EXERCISE REQUIREMENTS → Go through the entries below from the first line and output each one exactly, up to and including the line with "pub struct ProductPatch".

[Start of section]

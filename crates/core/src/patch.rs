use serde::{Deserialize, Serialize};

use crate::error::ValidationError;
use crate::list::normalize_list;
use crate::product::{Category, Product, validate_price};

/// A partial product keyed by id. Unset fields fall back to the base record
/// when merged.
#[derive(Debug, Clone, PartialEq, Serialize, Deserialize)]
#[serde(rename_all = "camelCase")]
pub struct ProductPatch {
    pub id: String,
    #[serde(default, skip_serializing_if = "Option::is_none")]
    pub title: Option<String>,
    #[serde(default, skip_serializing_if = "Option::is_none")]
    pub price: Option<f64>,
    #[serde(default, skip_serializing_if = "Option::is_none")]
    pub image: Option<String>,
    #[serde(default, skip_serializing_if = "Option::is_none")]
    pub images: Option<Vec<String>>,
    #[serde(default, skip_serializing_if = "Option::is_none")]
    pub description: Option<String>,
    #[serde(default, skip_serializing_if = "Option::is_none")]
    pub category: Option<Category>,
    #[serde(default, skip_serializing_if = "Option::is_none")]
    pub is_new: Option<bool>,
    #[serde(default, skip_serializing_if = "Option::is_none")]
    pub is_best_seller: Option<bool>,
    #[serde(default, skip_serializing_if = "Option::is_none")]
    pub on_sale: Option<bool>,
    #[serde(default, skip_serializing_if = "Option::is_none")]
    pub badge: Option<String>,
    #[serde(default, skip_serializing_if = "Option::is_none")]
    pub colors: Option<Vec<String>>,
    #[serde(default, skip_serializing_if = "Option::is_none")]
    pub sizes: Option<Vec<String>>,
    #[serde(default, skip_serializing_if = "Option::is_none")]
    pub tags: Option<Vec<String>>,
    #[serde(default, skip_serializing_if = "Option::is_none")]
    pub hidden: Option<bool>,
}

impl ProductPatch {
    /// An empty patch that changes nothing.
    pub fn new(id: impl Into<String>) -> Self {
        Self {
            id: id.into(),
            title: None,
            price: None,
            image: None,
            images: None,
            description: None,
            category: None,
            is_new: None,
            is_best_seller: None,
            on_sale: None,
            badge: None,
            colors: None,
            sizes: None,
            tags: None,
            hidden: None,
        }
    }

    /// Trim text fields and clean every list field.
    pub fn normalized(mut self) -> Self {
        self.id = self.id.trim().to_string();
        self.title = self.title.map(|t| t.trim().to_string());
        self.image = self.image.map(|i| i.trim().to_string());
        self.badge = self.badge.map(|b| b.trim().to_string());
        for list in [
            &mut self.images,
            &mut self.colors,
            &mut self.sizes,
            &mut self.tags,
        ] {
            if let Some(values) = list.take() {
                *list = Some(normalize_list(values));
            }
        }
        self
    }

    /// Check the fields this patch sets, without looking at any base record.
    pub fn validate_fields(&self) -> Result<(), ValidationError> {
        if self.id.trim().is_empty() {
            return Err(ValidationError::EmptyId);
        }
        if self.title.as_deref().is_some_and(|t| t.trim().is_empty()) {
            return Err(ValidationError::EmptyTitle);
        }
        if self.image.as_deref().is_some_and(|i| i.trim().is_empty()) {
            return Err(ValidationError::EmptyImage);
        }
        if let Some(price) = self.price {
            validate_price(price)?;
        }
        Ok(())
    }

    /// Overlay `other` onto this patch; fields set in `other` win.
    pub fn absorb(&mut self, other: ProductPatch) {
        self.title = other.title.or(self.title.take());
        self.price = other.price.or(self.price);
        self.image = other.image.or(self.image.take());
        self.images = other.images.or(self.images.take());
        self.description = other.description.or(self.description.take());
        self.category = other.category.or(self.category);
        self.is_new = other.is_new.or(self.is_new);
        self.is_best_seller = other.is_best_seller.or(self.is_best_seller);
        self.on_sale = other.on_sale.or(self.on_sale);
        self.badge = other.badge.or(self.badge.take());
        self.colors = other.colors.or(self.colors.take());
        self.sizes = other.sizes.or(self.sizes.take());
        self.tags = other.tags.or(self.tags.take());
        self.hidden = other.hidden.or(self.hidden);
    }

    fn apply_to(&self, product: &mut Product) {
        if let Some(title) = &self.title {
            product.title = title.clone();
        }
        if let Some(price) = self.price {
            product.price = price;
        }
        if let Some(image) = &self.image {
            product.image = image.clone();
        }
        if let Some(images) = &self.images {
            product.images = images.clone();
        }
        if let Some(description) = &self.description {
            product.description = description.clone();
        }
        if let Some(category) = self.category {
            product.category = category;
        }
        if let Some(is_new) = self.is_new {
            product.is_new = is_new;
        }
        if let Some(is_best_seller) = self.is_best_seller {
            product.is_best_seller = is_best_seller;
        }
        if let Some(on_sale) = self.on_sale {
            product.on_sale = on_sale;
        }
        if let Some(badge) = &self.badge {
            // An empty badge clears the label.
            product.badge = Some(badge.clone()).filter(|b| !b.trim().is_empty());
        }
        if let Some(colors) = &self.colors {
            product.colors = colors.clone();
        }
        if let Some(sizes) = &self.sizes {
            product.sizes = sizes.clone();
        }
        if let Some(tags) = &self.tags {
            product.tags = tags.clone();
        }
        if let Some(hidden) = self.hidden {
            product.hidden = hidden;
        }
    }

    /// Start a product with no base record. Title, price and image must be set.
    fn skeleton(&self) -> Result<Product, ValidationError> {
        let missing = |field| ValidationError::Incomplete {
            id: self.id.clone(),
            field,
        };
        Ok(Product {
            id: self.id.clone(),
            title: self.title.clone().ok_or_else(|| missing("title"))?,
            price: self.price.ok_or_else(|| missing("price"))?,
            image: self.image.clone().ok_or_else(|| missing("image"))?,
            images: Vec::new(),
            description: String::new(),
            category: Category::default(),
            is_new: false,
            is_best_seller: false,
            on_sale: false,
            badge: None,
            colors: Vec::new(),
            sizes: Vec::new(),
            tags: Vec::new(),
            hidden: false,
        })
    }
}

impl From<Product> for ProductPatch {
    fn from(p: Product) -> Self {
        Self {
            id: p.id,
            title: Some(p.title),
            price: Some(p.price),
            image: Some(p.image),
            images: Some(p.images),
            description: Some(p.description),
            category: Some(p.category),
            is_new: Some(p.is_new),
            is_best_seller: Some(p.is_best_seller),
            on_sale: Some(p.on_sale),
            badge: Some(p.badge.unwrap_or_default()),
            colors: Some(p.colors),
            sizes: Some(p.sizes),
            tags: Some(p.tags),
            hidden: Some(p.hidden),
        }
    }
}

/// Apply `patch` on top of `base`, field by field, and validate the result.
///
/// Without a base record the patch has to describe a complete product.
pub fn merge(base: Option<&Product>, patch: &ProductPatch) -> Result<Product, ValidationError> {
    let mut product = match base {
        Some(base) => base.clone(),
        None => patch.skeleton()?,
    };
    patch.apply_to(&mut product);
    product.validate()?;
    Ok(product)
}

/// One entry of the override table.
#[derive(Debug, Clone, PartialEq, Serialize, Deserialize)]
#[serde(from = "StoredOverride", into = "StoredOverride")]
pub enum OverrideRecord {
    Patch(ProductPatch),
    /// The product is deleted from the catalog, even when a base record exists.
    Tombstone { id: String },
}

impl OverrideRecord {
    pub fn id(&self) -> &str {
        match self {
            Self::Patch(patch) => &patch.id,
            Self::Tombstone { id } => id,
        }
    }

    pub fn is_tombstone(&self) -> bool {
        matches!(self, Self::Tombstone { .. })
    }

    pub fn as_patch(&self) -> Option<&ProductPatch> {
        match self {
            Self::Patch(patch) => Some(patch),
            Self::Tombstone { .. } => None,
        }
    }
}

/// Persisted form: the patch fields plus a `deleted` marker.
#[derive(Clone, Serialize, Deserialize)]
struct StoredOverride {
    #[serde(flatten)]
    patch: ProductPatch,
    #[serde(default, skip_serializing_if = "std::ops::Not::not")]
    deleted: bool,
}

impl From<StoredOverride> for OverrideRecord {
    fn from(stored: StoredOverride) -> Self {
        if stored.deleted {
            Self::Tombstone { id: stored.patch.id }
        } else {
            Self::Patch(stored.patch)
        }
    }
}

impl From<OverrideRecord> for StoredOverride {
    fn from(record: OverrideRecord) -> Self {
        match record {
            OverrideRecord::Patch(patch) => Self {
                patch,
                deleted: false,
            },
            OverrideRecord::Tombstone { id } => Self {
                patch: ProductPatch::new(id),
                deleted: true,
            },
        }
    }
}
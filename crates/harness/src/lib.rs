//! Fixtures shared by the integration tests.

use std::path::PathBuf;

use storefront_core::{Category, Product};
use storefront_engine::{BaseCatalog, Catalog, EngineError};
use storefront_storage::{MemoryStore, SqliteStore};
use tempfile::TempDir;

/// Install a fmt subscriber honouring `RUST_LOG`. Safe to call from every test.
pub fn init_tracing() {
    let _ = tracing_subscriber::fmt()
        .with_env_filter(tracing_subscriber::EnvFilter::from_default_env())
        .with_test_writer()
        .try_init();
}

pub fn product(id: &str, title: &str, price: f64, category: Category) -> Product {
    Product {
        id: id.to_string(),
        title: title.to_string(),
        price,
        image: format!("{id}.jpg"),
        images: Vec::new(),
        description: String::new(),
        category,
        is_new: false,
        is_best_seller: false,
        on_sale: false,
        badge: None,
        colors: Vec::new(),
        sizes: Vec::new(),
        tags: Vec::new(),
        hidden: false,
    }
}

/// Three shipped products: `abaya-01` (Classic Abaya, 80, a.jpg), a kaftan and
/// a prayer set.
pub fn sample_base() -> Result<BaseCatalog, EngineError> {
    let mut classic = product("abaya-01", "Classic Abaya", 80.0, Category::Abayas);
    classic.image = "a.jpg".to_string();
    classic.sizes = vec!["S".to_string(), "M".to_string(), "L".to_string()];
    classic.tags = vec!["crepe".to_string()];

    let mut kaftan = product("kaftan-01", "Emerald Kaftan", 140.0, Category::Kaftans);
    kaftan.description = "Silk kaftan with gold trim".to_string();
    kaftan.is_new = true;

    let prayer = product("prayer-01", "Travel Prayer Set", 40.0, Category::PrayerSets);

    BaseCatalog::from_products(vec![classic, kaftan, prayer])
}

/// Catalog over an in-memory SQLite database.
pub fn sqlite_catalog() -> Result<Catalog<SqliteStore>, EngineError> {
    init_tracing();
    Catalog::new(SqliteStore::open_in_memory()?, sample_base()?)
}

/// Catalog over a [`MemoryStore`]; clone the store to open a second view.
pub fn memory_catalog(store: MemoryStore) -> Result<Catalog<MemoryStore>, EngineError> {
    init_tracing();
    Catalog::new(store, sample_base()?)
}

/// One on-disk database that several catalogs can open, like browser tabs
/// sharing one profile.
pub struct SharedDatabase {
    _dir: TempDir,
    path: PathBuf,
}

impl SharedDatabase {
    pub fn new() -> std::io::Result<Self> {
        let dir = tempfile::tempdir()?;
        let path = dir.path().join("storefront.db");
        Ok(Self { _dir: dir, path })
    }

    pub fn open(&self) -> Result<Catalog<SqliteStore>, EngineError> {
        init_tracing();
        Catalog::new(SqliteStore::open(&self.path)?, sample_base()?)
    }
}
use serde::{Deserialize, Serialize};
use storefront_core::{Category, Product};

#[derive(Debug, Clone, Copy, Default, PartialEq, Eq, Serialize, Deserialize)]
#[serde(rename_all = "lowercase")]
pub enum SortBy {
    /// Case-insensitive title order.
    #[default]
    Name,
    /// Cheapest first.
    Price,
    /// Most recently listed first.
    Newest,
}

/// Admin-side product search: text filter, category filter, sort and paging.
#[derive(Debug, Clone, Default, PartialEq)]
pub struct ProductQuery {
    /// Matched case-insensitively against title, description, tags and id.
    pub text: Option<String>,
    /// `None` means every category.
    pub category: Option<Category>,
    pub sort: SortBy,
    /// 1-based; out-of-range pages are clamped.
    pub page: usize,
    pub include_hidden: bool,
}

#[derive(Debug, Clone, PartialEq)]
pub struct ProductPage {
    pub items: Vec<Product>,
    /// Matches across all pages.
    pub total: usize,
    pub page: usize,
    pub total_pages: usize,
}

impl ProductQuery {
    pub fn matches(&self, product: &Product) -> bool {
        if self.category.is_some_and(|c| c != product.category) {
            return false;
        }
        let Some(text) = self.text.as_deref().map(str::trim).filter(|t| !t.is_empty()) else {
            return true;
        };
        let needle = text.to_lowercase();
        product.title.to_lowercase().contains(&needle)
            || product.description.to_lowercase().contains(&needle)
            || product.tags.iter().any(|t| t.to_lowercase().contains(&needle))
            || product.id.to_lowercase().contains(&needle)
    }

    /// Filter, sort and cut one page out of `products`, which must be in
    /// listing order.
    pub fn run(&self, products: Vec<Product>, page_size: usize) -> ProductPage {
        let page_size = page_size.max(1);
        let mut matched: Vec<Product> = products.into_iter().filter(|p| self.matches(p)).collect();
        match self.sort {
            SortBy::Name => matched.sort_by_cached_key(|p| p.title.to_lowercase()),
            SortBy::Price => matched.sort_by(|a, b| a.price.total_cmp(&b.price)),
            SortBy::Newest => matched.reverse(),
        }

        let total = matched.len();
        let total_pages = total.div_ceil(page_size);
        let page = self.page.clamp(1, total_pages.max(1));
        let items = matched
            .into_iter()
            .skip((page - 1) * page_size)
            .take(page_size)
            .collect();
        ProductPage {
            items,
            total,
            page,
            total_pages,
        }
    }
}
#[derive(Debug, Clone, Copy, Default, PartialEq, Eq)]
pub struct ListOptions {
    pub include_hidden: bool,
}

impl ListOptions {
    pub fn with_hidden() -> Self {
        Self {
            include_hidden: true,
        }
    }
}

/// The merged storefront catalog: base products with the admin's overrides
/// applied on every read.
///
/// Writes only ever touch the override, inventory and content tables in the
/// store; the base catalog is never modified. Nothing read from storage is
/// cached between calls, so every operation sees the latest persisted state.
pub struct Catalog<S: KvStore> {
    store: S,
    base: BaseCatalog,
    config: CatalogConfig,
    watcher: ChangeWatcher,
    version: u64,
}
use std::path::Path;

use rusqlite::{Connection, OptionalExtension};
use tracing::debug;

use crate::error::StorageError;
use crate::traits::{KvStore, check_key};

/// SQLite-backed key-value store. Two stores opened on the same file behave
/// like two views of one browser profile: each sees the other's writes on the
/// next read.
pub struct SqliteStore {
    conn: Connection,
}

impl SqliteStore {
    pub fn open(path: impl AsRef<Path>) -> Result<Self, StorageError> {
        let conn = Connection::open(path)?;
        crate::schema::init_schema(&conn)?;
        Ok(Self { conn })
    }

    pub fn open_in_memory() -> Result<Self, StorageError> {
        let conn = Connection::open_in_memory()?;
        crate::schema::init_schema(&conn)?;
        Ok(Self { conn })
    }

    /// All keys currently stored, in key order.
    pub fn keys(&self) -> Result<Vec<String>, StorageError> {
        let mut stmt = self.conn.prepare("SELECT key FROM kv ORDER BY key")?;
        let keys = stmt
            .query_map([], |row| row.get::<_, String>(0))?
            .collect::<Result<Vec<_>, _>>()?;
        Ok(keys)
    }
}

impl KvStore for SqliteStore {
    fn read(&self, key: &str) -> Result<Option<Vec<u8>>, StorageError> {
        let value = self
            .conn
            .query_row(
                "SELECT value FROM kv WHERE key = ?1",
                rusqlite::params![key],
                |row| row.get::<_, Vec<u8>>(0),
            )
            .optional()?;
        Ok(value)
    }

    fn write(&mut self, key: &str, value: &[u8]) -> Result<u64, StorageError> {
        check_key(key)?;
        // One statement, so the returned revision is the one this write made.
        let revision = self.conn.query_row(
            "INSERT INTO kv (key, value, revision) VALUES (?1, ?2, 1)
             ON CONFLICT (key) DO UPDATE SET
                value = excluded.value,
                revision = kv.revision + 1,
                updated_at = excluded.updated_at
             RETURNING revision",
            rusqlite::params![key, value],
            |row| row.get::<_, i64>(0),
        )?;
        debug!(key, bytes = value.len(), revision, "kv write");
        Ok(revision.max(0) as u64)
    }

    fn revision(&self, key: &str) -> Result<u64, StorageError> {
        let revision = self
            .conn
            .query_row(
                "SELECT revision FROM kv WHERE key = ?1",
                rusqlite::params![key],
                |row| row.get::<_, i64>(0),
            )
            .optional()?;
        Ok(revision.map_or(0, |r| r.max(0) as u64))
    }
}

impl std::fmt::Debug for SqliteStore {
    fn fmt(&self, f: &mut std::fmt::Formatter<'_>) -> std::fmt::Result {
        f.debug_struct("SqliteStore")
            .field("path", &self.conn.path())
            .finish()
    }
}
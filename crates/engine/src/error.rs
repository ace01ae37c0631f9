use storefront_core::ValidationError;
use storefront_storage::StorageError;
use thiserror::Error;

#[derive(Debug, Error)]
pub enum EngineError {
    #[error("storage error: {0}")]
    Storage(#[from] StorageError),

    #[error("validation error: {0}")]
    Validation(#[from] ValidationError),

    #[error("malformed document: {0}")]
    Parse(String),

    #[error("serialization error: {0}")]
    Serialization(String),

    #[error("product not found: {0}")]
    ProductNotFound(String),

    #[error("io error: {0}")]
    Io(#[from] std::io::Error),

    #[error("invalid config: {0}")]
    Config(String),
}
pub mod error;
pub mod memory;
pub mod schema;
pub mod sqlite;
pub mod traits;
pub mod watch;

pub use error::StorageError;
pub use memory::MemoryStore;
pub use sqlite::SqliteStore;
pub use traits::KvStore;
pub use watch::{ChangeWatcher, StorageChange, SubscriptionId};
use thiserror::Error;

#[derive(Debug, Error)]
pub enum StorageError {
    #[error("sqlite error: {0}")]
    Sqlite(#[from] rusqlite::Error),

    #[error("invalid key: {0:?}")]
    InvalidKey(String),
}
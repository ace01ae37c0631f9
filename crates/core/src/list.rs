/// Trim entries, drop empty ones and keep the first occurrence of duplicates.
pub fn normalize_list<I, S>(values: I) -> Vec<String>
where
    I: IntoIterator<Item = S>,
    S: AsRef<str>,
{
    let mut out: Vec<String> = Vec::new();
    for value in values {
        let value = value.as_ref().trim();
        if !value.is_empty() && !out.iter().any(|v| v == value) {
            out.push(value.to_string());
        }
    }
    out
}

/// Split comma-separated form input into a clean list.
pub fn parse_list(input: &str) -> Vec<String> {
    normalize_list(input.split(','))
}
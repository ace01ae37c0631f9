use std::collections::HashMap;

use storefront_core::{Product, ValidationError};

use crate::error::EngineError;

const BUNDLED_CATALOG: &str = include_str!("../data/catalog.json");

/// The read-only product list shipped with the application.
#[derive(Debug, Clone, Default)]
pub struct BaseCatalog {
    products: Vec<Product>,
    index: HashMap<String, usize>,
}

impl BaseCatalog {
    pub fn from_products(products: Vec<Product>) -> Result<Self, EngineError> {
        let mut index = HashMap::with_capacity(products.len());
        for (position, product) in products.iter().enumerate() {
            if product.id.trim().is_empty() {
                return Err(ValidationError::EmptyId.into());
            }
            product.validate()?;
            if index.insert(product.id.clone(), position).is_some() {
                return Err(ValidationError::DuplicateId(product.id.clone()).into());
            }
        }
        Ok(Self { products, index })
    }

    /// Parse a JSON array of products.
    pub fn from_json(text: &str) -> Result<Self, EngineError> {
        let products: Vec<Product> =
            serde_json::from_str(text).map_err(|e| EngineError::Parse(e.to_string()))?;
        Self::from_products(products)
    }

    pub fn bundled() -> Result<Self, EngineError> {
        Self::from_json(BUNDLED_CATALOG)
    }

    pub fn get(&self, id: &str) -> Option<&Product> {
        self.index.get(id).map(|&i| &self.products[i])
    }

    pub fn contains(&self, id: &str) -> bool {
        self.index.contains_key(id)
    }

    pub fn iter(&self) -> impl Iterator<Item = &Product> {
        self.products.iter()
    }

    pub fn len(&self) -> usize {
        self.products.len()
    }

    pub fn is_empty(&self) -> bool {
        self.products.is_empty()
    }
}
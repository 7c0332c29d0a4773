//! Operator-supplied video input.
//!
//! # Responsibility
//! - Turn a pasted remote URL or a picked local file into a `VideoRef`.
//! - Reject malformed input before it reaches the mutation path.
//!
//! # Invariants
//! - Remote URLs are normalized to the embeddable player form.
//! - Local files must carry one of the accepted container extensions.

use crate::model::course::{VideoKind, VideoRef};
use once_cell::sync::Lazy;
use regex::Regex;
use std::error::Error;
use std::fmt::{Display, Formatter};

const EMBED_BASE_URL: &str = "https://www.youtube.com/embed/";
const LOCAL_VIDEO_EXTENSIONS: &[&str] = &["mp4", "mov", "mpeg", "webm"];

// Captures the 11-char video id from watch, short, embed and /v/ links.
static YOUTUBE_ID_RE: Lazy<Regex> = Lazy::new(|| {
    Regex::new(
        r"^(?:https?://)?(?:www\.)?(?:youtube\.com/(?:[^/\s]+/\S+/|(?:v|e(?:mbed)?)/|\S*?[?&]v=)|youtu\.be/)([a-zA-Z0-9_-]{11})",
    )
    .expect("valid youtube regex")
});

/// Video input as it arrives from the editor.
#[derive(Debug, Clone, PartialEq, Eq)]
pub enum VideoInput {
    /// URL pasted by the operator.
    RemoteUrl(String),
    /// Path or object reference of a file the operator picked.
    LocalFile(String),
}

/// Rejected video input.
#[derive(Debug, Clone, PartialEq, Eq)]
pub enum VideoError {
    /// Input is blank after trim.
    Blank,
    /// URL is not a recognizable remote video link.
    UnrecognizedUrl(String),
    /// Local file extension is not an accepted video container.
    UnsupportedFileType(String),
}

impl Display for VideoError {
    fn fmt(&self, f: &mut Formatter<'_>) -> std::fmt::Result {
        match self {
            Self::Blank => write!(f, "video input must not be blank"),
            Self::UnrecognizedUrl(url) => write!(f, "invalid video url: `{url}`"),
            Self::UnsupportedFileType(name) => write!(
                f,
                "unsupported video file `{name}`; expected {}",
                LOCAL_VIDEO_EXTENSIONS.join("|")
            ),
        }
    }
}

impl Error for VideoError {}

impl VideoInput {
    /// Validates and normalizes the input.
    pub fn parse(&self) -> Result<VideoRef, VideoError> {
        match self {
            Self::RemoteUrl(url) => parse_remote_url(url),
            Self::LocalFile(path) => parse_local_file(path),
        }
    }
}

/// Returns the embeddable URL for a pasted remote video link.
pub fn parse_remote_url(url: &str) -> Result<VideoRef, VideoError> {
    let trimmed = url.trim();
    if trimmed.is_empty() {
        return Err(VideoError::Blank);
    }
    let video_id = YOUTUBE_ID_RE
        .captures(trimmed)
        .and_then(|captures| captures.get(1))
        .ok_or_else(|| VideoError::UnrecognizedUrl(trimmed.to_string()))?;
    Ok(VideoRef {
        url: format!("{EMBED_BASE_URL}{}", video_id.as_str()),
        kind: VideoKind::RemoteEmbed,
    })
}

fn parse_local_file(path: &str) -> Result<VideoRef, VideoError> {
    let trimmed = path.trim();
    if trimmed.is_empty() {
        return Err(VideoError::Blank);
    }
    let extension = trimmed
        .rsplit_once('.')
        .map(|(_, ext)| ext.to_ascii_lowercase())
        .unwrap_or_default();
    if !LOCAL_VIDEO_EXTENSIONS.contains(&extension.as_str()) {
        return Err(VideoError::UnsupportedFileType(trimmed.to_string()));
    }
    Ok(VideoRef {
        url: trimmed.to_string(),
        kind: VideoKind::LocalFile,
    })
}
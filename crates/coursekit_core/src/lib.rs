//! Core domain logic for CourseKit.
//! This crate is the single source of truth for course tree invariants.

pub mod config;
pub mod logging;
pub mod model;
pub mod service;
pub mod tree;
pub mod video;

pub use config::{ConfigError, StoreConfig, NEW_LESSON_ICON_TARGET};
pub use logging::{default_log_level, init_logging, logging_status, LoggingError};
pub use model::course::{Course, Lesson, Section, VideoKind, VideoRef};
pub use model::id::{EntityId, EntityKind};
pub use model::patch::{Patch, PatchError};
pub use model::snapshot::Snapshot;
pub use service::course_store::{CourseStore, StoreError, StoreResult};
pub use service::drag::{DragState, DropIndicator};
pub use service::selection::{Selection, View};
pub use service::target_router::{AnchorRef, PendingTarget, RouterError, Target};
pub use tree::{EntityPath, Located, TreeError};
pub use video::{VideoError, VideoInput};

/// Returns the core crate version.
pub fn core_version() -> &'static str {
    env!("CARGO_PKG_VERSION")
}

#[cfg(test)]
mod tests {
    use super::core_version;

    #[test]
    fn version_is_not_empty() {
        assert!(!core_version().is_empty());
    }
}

[End of section]

EXPECTED OUTPUT →
filename crates/core/src/patch.rs
use serde::{Deserialize, Serialize};

use crate::error::ValidationError;
use crate::list::normalize_list;
use crate::product::{Category, Product, validate_price};

/// A partial product keyed by id. Unset fields fall back to the base record
/// when merged.
#[derive(Debug, Clone, PartialEq, Serialize, Deserialize)]
#[serde(rename_all = "camelCase")]
pub struct ProductPatch {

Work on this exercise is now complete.